PROVIDED RECORDS Start Marker

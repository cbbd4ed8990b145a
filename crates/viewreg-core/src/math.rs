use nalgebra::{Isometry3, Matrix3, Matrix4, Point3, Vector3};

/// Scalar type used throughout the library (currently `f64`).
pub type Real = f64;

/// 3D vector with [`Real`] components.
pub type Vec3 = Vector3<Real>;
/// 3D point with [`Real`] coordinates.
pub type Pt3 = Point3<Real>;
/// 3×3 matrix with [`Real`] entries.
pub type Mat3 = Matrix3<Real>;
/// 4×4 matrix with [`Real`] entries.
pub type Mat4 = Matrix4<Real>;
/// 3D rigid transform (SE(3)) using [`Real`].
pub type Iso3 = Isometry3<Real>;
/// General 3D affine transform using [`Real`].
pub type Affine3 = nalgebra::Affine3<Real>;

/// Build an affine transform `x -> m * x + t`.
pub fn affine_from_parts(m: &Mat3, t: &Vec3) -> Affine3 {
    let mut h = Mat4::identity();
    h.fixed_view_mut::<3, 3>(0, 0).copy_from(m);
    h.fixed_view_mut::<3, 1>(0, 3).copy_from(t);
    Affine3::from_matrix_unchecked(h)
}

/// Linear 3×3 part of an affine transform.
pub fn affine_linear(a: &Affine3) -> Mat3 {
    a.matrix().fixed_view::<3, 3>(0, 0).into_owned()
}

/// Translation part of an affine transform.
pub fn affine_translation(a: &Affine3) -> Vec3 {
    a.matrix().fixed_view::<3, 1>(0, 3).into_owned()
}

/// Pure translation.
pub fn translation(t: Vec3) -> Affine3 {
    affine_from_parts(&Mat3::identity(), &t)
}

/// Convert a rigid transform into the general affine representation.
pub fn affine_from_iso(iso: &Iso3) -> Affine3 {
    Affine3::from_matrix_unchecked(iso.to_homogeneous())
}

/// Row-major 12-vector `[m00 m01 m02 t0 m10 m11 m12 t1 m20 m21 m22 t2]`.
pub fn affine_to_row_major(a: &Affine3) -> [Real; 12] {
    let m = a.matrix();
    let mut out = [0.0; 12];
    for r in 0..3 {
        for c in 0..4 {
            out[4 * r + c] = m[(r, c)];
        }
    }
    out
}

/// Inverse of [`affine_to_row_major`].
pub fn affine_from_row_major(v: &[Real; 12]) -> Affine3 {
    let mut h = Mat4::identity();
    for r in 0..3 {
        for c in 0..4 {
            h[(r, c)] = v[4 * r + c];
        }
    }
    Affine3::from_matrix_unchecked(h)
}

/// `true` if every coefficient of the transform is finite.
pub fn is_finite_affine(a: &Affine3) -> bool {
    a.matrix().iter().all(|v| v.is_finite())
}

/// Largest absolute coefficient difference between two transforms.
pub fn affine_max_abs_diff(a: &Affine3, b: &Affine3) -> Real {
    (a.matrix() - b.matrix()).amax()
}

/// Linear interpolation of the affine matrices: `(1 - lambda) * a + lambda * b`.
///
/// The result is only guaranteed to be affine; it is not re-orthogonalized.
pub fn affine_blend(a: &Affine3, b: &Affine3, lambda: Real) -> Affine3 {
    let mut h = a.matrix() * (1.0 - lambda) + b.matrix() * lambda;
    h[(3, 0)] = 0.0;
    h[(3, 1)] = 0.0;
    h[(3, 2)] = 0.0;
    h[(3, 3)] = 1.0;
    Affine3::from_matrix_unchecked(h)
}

PROVIDED RECORDS End Marker
PROVIDED RECORDS Start Marker

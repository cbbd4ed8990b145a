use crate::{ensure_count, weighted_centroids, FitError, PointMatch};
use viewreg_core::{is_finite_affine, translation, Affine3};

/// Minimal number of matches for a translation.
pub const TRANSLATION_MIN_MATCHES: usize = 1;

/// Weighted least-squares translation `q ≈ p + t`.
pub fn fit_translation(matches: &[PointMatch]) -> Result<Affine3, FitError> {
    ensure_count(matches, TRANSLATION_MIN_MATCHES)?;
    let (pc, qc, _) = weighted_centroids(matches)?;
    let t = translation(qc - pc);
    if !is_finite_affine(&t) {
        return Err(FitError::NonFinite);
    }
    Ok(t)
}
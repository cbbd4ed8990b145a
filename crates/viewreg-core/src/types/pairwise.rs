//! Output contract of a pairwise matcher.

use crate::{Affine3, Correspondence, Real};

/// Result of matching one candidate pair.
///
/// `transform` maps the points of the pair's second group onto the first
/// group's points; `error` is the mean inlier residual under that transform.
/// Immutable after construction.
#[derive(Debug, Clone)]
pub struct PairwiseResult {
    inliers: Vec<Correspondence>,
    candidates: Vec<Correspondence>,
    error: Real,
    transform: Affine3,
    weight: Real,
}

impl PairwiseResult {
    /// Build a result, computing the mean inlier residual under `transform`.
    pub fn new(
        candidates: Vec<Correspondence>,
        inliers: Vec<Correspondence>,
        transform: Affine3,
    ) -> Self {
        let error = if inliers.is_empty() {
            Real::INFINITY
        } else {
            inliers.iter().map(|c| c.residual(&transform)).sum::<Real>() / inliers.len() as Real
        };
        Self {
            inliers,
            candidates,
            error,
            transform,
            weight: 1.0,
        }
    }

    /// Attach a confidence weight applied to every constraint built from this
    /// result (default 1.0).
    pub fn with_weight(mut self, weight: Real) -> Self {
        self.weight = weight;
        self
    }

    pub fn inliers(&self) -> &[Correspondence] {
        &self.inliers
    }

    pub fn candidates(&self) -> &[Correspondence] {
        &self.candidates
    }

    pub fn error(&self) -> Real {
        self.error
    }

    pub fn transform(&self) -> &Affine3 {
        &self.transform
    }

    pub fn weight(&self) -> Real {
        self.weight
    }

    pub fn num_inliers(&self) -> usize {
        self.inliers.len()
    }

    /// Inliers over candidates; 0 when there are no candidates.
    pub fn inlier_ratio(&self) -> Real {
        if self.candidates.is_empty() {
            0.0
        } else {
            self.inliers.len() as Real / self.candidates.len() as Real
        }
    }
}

PROVIDED RECORDS End Marker

— EXERCISE BRIEF —
From the entries, copy out each line containing the word "Build".

— TASK OUTPUT —
/// Build an affine transform `x -> m * x + t`.
    /// Build a result, computing the mean inlier residual under `transform`.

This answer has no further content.